Our complete life is a course of events that either we or our circumstances control. Anywhere you glance, you will be able to spot countless patterns. Something that occurs with the dependency on its predecessor is termed as a sequence. For example, in a sentence of any language, all the words have a pre-defined structure to deliver a message. These sentences are nothing but a sequence of different words.
In deep learning, we encounter sequences very frequently in a dataset. The factor that concludes whether to use a sequence model or not is the presence of other highly correlated features in the dataset and what are we expecting from the model as an outcome. We use sequence models to learn the sequence order and how those elements interact with one another throughout the period.
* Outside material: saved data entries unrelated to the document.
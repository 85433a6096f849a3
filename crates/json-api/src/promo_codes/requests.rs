//! Promo code request bodies.

use salvo::oapi::ToSchema;
use serde::{Deserialize, Deserializer, Serialize};
use uuid::Uuid;

use restodocks_app::domain::promo_codes::{
    data::{NewPromoCode, PromoCodePatch},
    dates::parse_bound,
    validity::{PromoCodeFilter, parse_status_filter},
};

use crate::{errors::ApiError, extensions::*, promo_codes::errors::into_api_error};

/// Distinguishes an explicit `null` (`Some(None)`) from an absent field (`None`).
fn nullable<'de, D, T>(deserializer: D) -> Result<Option<Option<T>>, D::Error>
where
    D: Deserializer<'de>,
    T: Deserialize<'de>,
{
    Option::<T>::deserialize(deserializer).map(Some)
}

/// Blank strings count as `null`.
fn non_blank(value: Option<String>) -> Option<String> {
    value.filter(|value| !value.trim().is_empty())
}

fn parse_optional_bound(value: Option<&str>) -> Result<Option<jiff::Timestamp>, ApiError> {
    value.map_or(Ok(None), |value| parse_bound(value).or_400())
}

/// Listing filter from the `status` and `q` query parameters.
pub(crate) fn listing_filter(
    status: Option<String>,
    search: Option<String>,
) -> Result<PromoCodeFilter, ApiError> {
    let status = status
        .as_deref()
        .map_or(Ok(None), parse_status_filter)
        .or_400()?;

    Ok(PromoCodeFilter {
        status,
        search: non_blank(search).map(|search| search.trim().to_owned()),
    })
}

/// Create Promo Code Request
#[derive(Debug, Serialize, Deserialize, ToSchema)]
pub(crate) struct CreatePromoCodeRequest {
    /// Code as entered; trimmed, must not be blank
    #[serde(default)]
    pub code: String,
    #[serde(default)]
    pub note: Option<String>,
    /// `YYYY-MM-DD` or RFC 3339
    #[serde(default)]
    pub starts_at: Option<String>,
    /// `YYYY-MM-DD` or RFC 3339
    #[serde(default)]
    pub expires_at: Option<String>,
}

impl CreatePromoCodeRequest {
    pub(crate) fn into_new_promo_code(self) -> Result<NewPromoCode, ApiError> {
        let starts_at = parse_optional_bound(self.starts_at.as_deref())?;
        let expires_at = parse_optional_bound(self.expires_at.as_deref())?;

        NewPromoCode::new(&self.code, non_blank(self.note), starts_at, expires_at)
            .map_err(into_api_error)
    }
}

/// Update Promo Code Request
///
/// Only the listed fields are applied; anything else in the body is ignored.
/// An explicit `null` clears a nullable column.
#[derive(Debug, Serialize, Deserialize, ToSchema)]
pub(crate) struct UpdatePromoCodeRequest {
    pub id: i64,
    #[serde(default)]
    pub code: Option<String>,
    #[serde(default, deserialize_with = "nullable")]
    #[salvo(schema(value_type = Option<String>))]
    pub note: Option<Option<String>>,
    #[serde(default, deserialize_with = "nullable")]
    #[salvo(schema(value_type = Option<String>))]
    pub starts_at: Option<Option<String>>,
    #[serde(default, deserialize_with = "nullable")]
    #[salvo(schema(value_type = Option<String>))]
    pub expires_at: Option<Option<String>>,
    #[serde(default)]
    pub is_used: Option<bool>,
    #[serde(default, deserialize_with = "nullable")]
    #[salvo(schema(value_type = Option<String>))]
    pub used_at: Option<Option<String>>,
    #[serde(default, deserialize_with = "nullable")]
    #[salvo(schema(value_type = Option<Uuid>))]
    pub used_by_establishment_id: Option<Option<Uuid>>,
}

impl UpdatePromoCodeRequest {
    pub(crate) fn into_patch(self) -> Result<PromoCodePatch, ApiError> {
        let bound = |value: Option<Option<String>>| {
            value
                .map(|value| parse_optional_bound(value.as_deref()))
                .transpose()
        };

        Ok(PromoCodePatch {
            code: self.code,
            note: self.note.map(non_blank),
            starts_at: bound(self.starts_at)?,
            expires_at: bound(self.expires_at)?,
            is_used: self.is_used,
            used_at: bound(self.used_at)?,
            used_by_establishment_uuid: self
                .used_by_establishment_id
                .map(|establishment| establishment.map(Into::into)),
        })
    }
}

/// Delete Promo Code Request
#[derive(Debug, Serialize, Deserialize, ToSchema)]
pub(crate) struct DeletePromoCodeRequest {
    pub id: i64,
}

/// Toggle Promo Code Request
#[derive(Debug, Serialize, Deserialize, ToSchema)]
pub(crate) struct TogglePromoCodeRequest {
    pub id: i64,
    /// Establishment to record when marking the code used
    #[serde(default)]
    pub establishment_id: Option<Uuid>,
}

#[cfg(test)]
mod tests {
    use jiff::Timestamp;
    use serde_json::json;
    use testresult::TestResult;

    use restodocks_app::domain::{
        establishments::records::EstablishmentUuid, promo_codes::validity::PromoValidity,
    };

    use super::*;

    fn update(body: serde_json::Value) -> TestResult<UpdatePromoCodeRequest> {
        Ok(serde_json::from_value(body)?)
    }

    #[test]
    fn patch_ignores_fields_outside_the_allow_list() -> TestResult {
        let patch =
            update(json!({ "id": 1, "is_used": true, "admin_override": "x" }))?.into_patch()?;

        assert_eq!(
            patch,
            PromoCodePatch {
                is_used: Some(true),
                ..PromoCodePatch::default()
            }
        );

        Ok(())
    }

    #[test]
    fn patch_distinguishes_null_from_absent() -> TestResult {
        let patch = update(json!({ "id": 1, "expires_at": null }))?.into_patch()?;

        assert_eq!(patch.expires_at, Some(None));
        assert_eq!(patch.starts_at, None);
        assert_eq!(patch.note, None);

        Ok(())
    }

    #[test]
    fn patch_parses_dates_and_establishment() -> TestResult {
        let establishment = Uuid::nil();

        let patch = update(json!({
            "id": 1,
            "starts_at": "2026-05-01",
            "used_at": "2026-05-02T10:00:00Z",
            "used_by_establishment_id": establishment,
            "note": "  ",
        }))?
        .into_patch()?;

        assert_eq!(patch.starts_at, Some(Some("2026-05-01T00:00:00Z".parse()?)));
        assert_eq!(patch.used_at, Some(Some("2026-05-02T10:00:00Z".parse()?)));
        assert_eq!(
            patch.used_by_establishment_uuid,
            Some(Some(EstablishmentUuid::from_uuid(establishment)))
        );
        assert_eq!(patch.note, Some(None));

        Ok(())
    }

    #[test]
    fn patch_rejects_unparseable_dates() -> TestResult {
        let result = update(json!({ "id": 1, "expires_at": "soon" }))?.into_patch();

        assert!(result.is_err());

        Ok(())
    }

    #[test]
    fn create_treats_blank_optionals_as_null() -> TestResult {
        let request: CreatePromoCodeRequest = serde_json::from_value(json!({
            "code": " BETA001 ",
            "note": "",
            "starts_at": "",
            "expires_at": "2026-12-31",
        }))?;

        let promo = request.into_new_promo_code()?;

        assert_eq!(promo.code(), "BETA001");
        assert_eq!(promo.note(), None);
        assert_eq!(promo.starts_at(), None);
        assert_eq!(
            promo.expires_at(),
            Some("2026-12-31T00:00:00Z".parse::<Timestamp>()?)
        );

        Ok(())
    }

    #[test]
    fn listing_filter_parses_status_and_trims_search() -> TestResult {
        let filter = listing_filter(Some("used".to_owned()), Some(" beta ".to_owned()))?;

        assert_eq!(filter.status, Some(PromoValidity::Used));
        assert_eq!(filter.search.as_deref(), Some("beta"));

        let unrestricted = listing_filter(Some("all".to_owned()), Some(String::new()))?;

        assert_eq!(unrestricted, PromoCodeFilter::default());

        assert!(listing_filter(Some("bogus".to_owned()), None).is_err());

        Ok(())
    }
}
//! Authentication

mod errors;
mod models;
mod service;
mod token;

pub use errors::*;
pub use models::*;
pub use service::*;
pub use token::*;
//! Establishments

pub mod errors;
pub mod models;
pub mod records;
mod repository;
pub mod service;

pub use errors::EstablishmentsServiceError;
pub use service::*;
//! State

use std::sync::Arc;

use restodocks_app::context::AppContext;

#[derive(Clone)]
pub(crate) struct State {
    pub(crate) app: AppContext,

    /// Whether session cookies carry the `Secure` attribute.
    pub(crate) secure_cookies: bool,
}

impl State {
    #[must_use]
    pub(crate) fn new(app: AppContext, secure_cookies: bool) -> Self {
        Self {
            app,
            secure_cookies,
        }
    }

    #[must_use]
    pub(crate) fn from_app_context(app: AppContext, secure_cookies: bool) -> Arc<Self> {
        Arc::new(Self::new(app, secure_cookies))
    }
}
//! Database Config

use std::fmt;

use clap::Args;

/// Database settings.
#[derive(Args)]
pub struct DatabaseConfig {
    /// `PostgreSQL` connection string
    #[arg(long, env = "DATABASE_URL", hide_env_values = true)]
    pub database_url: String,
}

impl fmt::Debug for DatabaseConfig {
    fn fmt(&self, f: &mut fmt::Formatter<'_>) -> fmt::Result {
        f.debug_struct("DatabaseConfig")
            .field("database_url", &"**redacted**")
            .finish()
    }
}
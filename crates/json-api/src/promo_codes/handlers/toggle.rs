//! Toggle Promo Code Usage Handler

use std::sync::Arc;

use jiff::Timestamp;
use restodocks_app::domain::promo_codes::records::PromoCodeId;
use salvo::{oapi::extract::JsonBody, prelude::*};

use crate::{
    auth::session::require_session,
    errors::ApiError,
    extensions::*,
    promo_codes::{
        errors::into_api_error, requests::TogglePromoCodeRequest, responses::PromoCodeResponse,
    },
    state::State,
};

/// Toggle Promo Code Usage
///
/// Marks an unused code used (stamping the current time) or a used code
/// unused (clearing when and by whom).
#[endpoint(tags("promo"), summary = "Toggle Promo Code Usage")]
pub(crate) async fn handler(
    json: JsonBody<TogglePromoCodeRequest>,
    req: &mut Request,
    depot: &mut Depot,
) -> Result<Json<PromoCodeResponse>, ApiError> {
    let state = depot.obtain_or_500::<Arc<State>>()?;

    require_session(req, state)?;

    let request = json.into_inner();
    let now = Timestamp::now();

    let toggled = state
        .app
        .promo_codes
        .toggle_used(
            PromoCodeId::new(request.id),
            request.establishment_id.map(Into::into),
            now,
        )
        .await
        .map_err(into_api_error)?;

    Ok(Json(PromoCodeResponse::from_record(toggled, now)))
}
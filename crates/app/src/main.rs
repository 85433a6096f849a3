//! Restodocks Admin CLI

use std::process;

use clap::Parser;

mod cli;

#[tokio::main]
pub async fn main() {
    let _env = dotenvy::dotenv();

    if let Err(error) = cli::Cli::parse().run().await {
        eprintln!("{error}");
        process::exit(1);
    }
}
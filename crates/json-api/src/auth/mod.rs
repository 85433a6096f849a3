//! Admin session handling over HTTP.

pub(crate) mod cookie;
pub(crate) mod filter;
pub(crate) mod handlers;
pub(crate) mod session;
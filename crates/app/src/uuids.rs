//! Typed Uuids

use std::{
    fmt::{Debug, Display, Formatter, Result as FmtResult},
    hash::{Hash, Hasher},
    marker::PhantomData,
    str::FromStr,
};

use sqlx::{
    Decode, Encode, Postgres, Type,
    encode::IsNull,
    error::BoxDynError,
    postgres::{PgArgumentBuffer, PgTypeInfo, PgValueRef},
};
use uuid::Uuid;

/// A [`Uuid`] tagged with the record type it identifies, so an establishment
/// id can never be bound where an employee id is expected.
pub struct TypedUuid<T>(Uuid, PhantomData<T>);

impl<T> TypedUuid<T> {
    #[must_use]
    pub fn new() -> Self {
        Self::from_uuid(Uuid::now_v7())
    }

    pub const fn from_uuid(uuid: Uuid) -> Self {
        Self(uuid, PhantomData)
    }

    #[must_use]
    pub const fn into_uuid(self) -> Uuid {
        self.0
    }
}

impl<T> Default for TypedUuid<T> {
    fn default() -> Self {
        Self::new()
    }
}

impl<T> Clone for TypedUuid<T> {
    fn clone(&self) -> Self {
        *self
    }
}

impl<T> Copy for TypedUuid<T> {}

impl<T> Debug for TypedUuid<T> {
    fn fmt(&self, f: &mut Formatter<'_>) -> FmtResult {
        Debug::fmt(&self.0, f)
    }
}

impl<T> Display for TypedUuid<T> {
    fn fmt(&self, f: &mut Formatter<'_>) -> FmtResult {
        Display::fmt(&self.0, f)
    }
}

impl<T> PartialEq for TypedUuid<T> {
    fn eq(&self, other: &Self) -> bool {
        self.0 == other.0
    }
}

impl<T> Eq for TypedUuid<T> {}

impl<T> Hash for TypedUuid<T> {
    fn hash<H: Hasher>(&self, state: &mut H) {
        self.0.hash(state);
    }
}

impl<T> FromStr for TypedUuid<T> {
    type Err = uuid::Error;

    fn from_str(value: &str) -> Result<Self, Self::Err> {
        Uuid::try_parse(value).map(Self::from_uuid)
    }
}

impl<T> From<Uuid> for TypedUuid<T> {
    fn from(value: Uuid) -> Self {
        Self::from_uuid(value)
    }
}

impl<T> From<TypedUuid<T>> for Uuid {
    fn from(value: TypedUuid<T>) -> Self {
        value.into_uuid()
    }
}

impl<T> Type<Postgres> for TypedUuid<T> {
    fn type_info() -> PgTypeInfo {
        <Uuid as Type<Postgres>>::type_info()
    }

    fn compatible(ty: &PgTypeInfo) -> bool {
        <Uuid as Type<Postgres>>::compatible(ty)
    }
}

impl<T> Encode<'_, Postgres> for TypedUuid<T> {
    fn encode_by_ref(&self, buf: &mut PgArgumentBuffer) -> Result<IsNull, BoxDynError> {
        <Uuid as Encode<'_, Postgres>>::encode_by_ref(&self.0, buf)
    }
}

impl<'r, T> Decode<'r, Postgres> for TypedUuid<T> {
    fn decode(value: PgValueRef<'r>) -> Result<Self, BoxDynError> {
        <Uuid as Decode<'r, Postgres>>::decode(value).map(Self::from_uuid)
    }
}
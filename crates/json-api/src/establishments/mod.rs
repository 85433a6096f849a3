//! Establishments

mod errors;
mod handlers;
mod responses;

pub(crate) use handlers::*;
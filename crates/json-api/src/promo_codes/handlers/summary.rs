//! Promo Code Summary Handler

use std::sync::Arc;

use jiff::Timestamp;
use salvo::prelude::*;

use crate::{
    auth::session::require_session,
    errors::ApiError,
    extensions::*,
    promo_codes::{errors::into_api_error, responses::PromoSummaryResponse},
    state::State,
};

/// Promo Code Totals
///
/// Number of codes in each status right now.
#[endpoint(tags("promo"), summary = "Promo code totals per status")]
pub(crate) async fn handler(
    req: &mut Request,
    depot: &mut Depot,
) -> Result<Json<PromoSummaryResponse>, ApiError> {
    let state = depot.obtain_or_500::<Arc<State>>()?;

    require_session(req, state)?;

    let summary = state
        .app
        .promo_codes
        .summary(Timestamp::now())
        .await
        .map_err(into_api_error)?;

    Ok(Json(summary.into()))
}
//! Establishment response bodies.

use salvo::oapi::ToSchema;
use serde::{Deserialize, Serialize};
use uuid::Uuid;

use restodocks_app::domain::establishments::models::{DirectorySummary, EstablishmentOverview};

/// Placeholder shown when an establishment has no owner on record.
pub(crate) const NO_OWNER: &str = "—";

/// Establishment Response
#[derive(Debug, Serialize, Deserialize, ToSchema)]
pub(crate) struct EstablishmentResponse {
    pub id: Uuid,
    pub name: String,
    pub address: Option<String>,
    /// RFC 3339 creation timestamp
    pub created_at: String,
    pub default_currency: String,
    pub employee_count: usize,
    /// Owner's full name, or `—` when there is none
    pub owner_name: String,
    /// Owner's email, or `—` when there is none
    pub owner_email: String,
}

impl From<EstablishmentOverview> for EstablishmentResponse {
    fn from(overview: EstablishmentOverview) -> Self {
        let (owner_name, owner_email) = overview.owner.map_or_else(
            || (NO_OWNER.to_owned(), NO_OWNER.to_owned()),
            |owner| (owner.name, owner.email),
        );

        Self {
            id: overview.uuid.into_uuid(),
            name: overview.name,
            address: overview.address,
            created_at: overview.created_at.to_string(),
            default_currency: overview.default_currency,
            employee_count: overview.employee_count,
            owner_name,
            owner_email,
        }
    }
}

/// Directory Summary Response
#[derive(Debug, Serialize, Deserialize, ToSchema)]
pub(crate) struct DirectorySummaryResponse {
    pub establishments: usize,
    pub employees: usize,
}

impl From<DirectorySummary> for DirectorySummaryResponse {
    fn from(summary: DirectorySummary) -> Self {
        Self {
            establishments: summary.establishments,
            employees: summary.employees,
        }
    }
}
This helps forecast the sequence in the future. The most popular design for such models, before the invention of transformers, were Recurrent Neural networks (RNNs), Long Short Term Memory Networks (LSTM Networks), and Gated Recurrent Units (GRUs).
Irrespective of their exceptional performance and well-adopted application throughout the industry, these models faced a bottleneck. These were unable to learn long-distance dependencies within the sequences to maintain an appropriate context. With such a problem and high demand for a solution, scientists came up with a concept: Attention. In transformers, we work very closely with self-attention. To read in detail about these concepts, check out the paper: Attention Is All You Need.
The transformer is a network architecture proposed in the same paper listed above, which constitutes an encoder and decoder within itself. This architecture even managed to significantly improve the state-of-the-art Neural Machine Translation (text in one language to another) just with attention mechanisms and some dense and normalization layers. Additionally, these are much faster to train and simpler to parallelize. These two properties reduce the overall computational investment and have proven to be very powerful yet efficient.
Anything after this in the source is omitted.